My symptoms had fallen on deaf ears, and because of my gender and “normal” weight, I slipped under the radar of an uneducated practitioner and went back out into the world with no words for what I was experiencing. Shame was all that I felt.
Fourteen years later, I was living in Canada, and despite my many attempts to “fix” myself through yoga and meditation, my untreated eating disorder was still consuming my every day. Between my compulsive exercise, stimulant and laxative abuse and extensive periods of fasting, it wasn’t long before I hit rock bottom. Gaining the strength to ask for help as an adult wasn’t easy, and it was even harder when I learned that some facilities only accepted women and others had significantly low BMI requirements for admission. Over a decade had passed since that initial appointment with my GP, but I still held a deep belief that I would be turned away again and deemed not sick enough to receive help.
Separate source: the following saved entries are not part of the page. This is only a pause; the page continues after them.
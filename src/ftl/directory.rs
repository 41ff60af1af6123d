//! Logical to physical directory.
//!
//! Logical blocks below `XLATE_OFFSET` live in the in-memory direct table,
//! rebuilt at mount from the data slots' own tags. Everything above goes
//! through per-segment meta-blocks of 256 little-endian `u16` pointers: the
//! primary `xlate` block and, while entries are being overwritten, a
//! secondary `xlate2` block. A primary entry that has moved to the
//! secondary is zeroed so lookups fall through. Entries are only ever
//! programmed in place (erased -> pointer -> zero); once the secondary
//! would need a second value for an index, both blocks are merged.

use log::*;

use super::FlashTranslationLayer;
use crate::codec::{Decoded, Info, Kind};
use crate::config::*;
use crate::error::Result;
use crate::flash::NorFlash;

pub const UNALLOCATED: u16 = 0xFFFF;
pub const DELETED: u16 = 0x0000;

pub(super) struct MetaPage {
    ptr: Ptr,
    entries: Vec<u16>,
}

fn live(entry: u16) -> Option<Ptr> {
    match entry {
        UNALLOCATED | DELETED => None,
        ptr => Some(ptr),
    }
}

impl<F: NorFlash> FlashTranslationLayer<F> {
    pub(super) fn resolve(&mut self, lba: Lba) -> Result<Option<Ptr>> {
        if lba < XLATE_OFFSET {
            return Ok(self.direct[lba as usize]);
        }
        let (seg, idx) = segment_of(lba);
        let Some(x) = self.xlate[seg] else {
            return Ok(None);
        };
        match self.meta_entry(x, idx)? {
            UNALLOCATED => Ok(None),
            DELETED => match self.xlate2[seg] {
                Some(s) => Ok(live(self.meta_entry(s, idx)?)),
                None => Ok(None),
            },
            ptr => Ok(Some(ptr)),
        }
    }

    /// Points `lba` at `ptr`, retiring whatever it pointed at before.
    /// Committing the pointer already in place is a no-op.
    pub(super) fn commit(&mut self, lba: Lba, ptr: Ptr) -> Result<()> {
        let old = self.resolve(lba)?;
        if old == Some(ptr) {
            return Ok(());
        }
        if let Some(old) = old {
            self.retire(old)?;
        }

        if lba < XLATE_OFFSET {
            self.direct[lba as usize] = Some(ptr);
            return Ok(());
        }

        let (seg, idx) = segment_of(lba);
        let x = match self.xlate[seg] {
            Some(x) => x,
            None => {
                let x = self.write_meta_page(seg, idx, ptr, Kind::Xlate)?;
                self.xlate[seg] = Some(x);
                return Ok(());
            }
        };
        if self.meta_entry(x, idx)? == UNALLOCATED {
            return self.program_meta_entry(x, idx, ptr);
        }

        let primary = match self.xlate2[seg] {
            None => {
                self.xlate2[seg] = Some(self.write_meta_page(seg, idx, ptr, Kind::XlateSecondary)?);
                x
            }
            Some(s) => match self.meta_entry(s, idx)? {
                UNALLOCATED => {
                    self.program_meta_entry(s, idx, ptr)?;
                    x
                }
                entry if entry == ptr => x,
                _ => {
                    let merged = self.merge(seg, x, s)?;
                    self.xlate2[seg] =
                        Some(self.write_meta_page(seg, idx, ptr, Kind::XlateSecondary)?);
                    merged
                }
            },
        };
        if self.meta_entry(primary, idx)? != DELETED {
            self.program_meta_entry(primary, idx, DELETED)?;
        }
        Ok(())
    }

    /// Folds the secondary block into a fresh primary.
    ///
    /// The merged block is tagged secondary first, then the old secondary
    /// and primary are retired, then it is promoted. Every intermediate
    /// state resolves identically, and mount finishes the promotion.
    fn merge(&mut self, seg: Segment, x: Ptr, s: Ptr) -> Result<Ptr> {
        let mut merged = self.meta_entries(x)?;
        let secondary = self.meta_entries(s)?;
        for (dst, src) in merged.iter_mut().zip(&secondary) {
            if *src != UNALLOCATED {
                *dst = *src;
            }
        }

        let m = self.write_meta_entries(seg, merged, Kind::XlateSecondary)?;
        self.retire(s)?;
        self.retire(x)?;
        self.retag(m, Kind::Xlate)?;
        self.xlate[seg] = Some(m);
        self.xlate2[seg] = None;
        debug!("segment {}: merged {:#06x} + {:#06x} into {:#06x}", seg, x, s, m);
        Ok(m)
    }

    /// Drops the mapping of `lba` if it still points at `ptr`.
    pub(super) fn unmap(&mut self, lba: Lba, ptr: Ptr) -> Result<()> {
        if lba < XLATE_OFFSET {
            if self.direct[lba as usize] == Some(ptr) {
                self.direct[lba as usize] = None;
            }
            return Ok(());
        }
        let (seg, idx) = segment_of(lba);
        let Some(x) = self.xlate[seg] else {
            return Ok(());
        };
        let secondary = self.xlate2[seg];
        match (self.meta_entry(x, idx)?, secondary) {
            (entry, _) if entry == ptr => self.program_meta_entry(x, idx, DELETED),
            (DELETED, Some(s)) => {
                if self.meta_entry(s, idx)? == ptr {
                    self.program_meta_entry(s, idx, DELETED)?;
                }
                Ok(())
            }
            _ => Ok(()),
        }
    }

    /// Marks a superseded slot `Deleted` and charges it to its sector.
    /// A slot that is already dead or reads unwritten is left alone.
    pub(super) fn retire(&mut self, ptr: Ptr) -> Result<()> {
        match self.read_info(ptr)? {
            Decoded::Unwritten => {
                warn!("retire of unwritten slot {:#06x} skipped", ptr);
                return Ok(());
            }
            Decoded::Entry(info) if info.kind == Kind::Deleted => return Ok(()),
            _ => {}
        }
        self.retag(ptr, Kind::Deleted)?;
        self.score[sector_of(ptr)] += 1;
        Ok(())
    }

    fn write_meta_page(&mut self, seg: Segment, idx: usize, ptr: Ptr, kind: Kind) -> Result<Ptr> {
        let mut entries = vec![UNALLOCATED; SEGMENT_ENTRIES];
        entries[idx] = ptr;
        self.write_meta_entries(seg, entries, kind)
    }

    fn write_meta_entries(&mut self, seg: Segment, entries: Vec<u16>, kind: Kind) -> Result<Ptr> {
        let m = self.allocate()?;
        let payload = seg as u32;
        self.program_info(m, Info::new(Kind::Reserved, payload))?;
        let bytes: Vec<u8> = entries.iter().flat_map(|e| e.to_le_bytes()).collect();
        let addr = self.slot_addr(m);
        self.flash.program(addr, &bytes)?;
        self.program_info(m, Info::new(kind, payload))?;
        self.cache = Some(MetaPage { ptr: m, entries });
        Ok(m)
    }

    fn load_meta(&mut self, ptr: Ptr) -> Result<&MetaPage> {
        let page = match self.cache.take() {
            Some(page) if page.ptr == ptr => page,
            _ => {
                let mut bytes = vec![0u8; BLOCK_SIZE];
                let addr = self.slot_addr(ptr);
                self.flash.read(addr, &mut bytes)?;
                let entries = bytes
                    .chunks_exact(2)
                    .map(|c| u16::from_le_bytes([c[0], c[1]]))
                    .collect();
                MetaPage { ptr, entries }
            }
        };
        Ok(self.cache.insert(page))
    }

    fn meta_entry(&mut self, ptr: Ptr, idx: usize) -> Result<u16> {
        Ok(self.load_meta(ptr)?.entries[idx])
    }

    fn meta_entries(&mut self, ptr: Ptr) -> Result<Vec<u16>> {
        Ok(self.load_meta(ptr)?.entries.clone())
    }

    fn program_meta_entry(&mut self, ptr: Ptr, idx: usize, value: u16) -> Result<()> {
        let addr = self.slot_addr(ptr) + (idx * 2) as BaseType;
        self.flash.program(addr, &value.to_le_bytes())?;
        if let Some(page) = self.cache.as_mut().filter(|c| c.ptr == ptr) {
            page.entries[idx] &= value;
        }
        Ok(())
    }
}

#[cfg(test)]
mod test {
    use super::*;

    #[test]
    fn sentinels_are_not_pointers() {
        assert_eq!(live(UNALLOCATED), None);
        assert_eq!(live(DELETED), None);
        assert_eq!(live(0x0181), Some(0x0181));
    }
}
Luckily, I found a treatment centre in New York and was admitted within a couple of weeks. I was diagnosed with anorexia nervosa and stayed in the program for three months. As the only man there, I struggled to fit in and often questioned whether I really had an eating disorder or not. The process was intense, and I couldn’t relate to a lot of the recovery material or what my female peers were going through, but the treatment saved my life.
The vast majority of people with eating disorders experience a distortion in the seriousness of their condition,” shares Dr. Jennifer Gaudiani, medical director of the Gaudiani Clinic and the author of Sick Enough. “This results in individuals constantly thinking ‘I’m not sick enough to warrant a treatment team/changing behaviours/being kinder to myself/resting/allowing myself to decide this has to stop.’”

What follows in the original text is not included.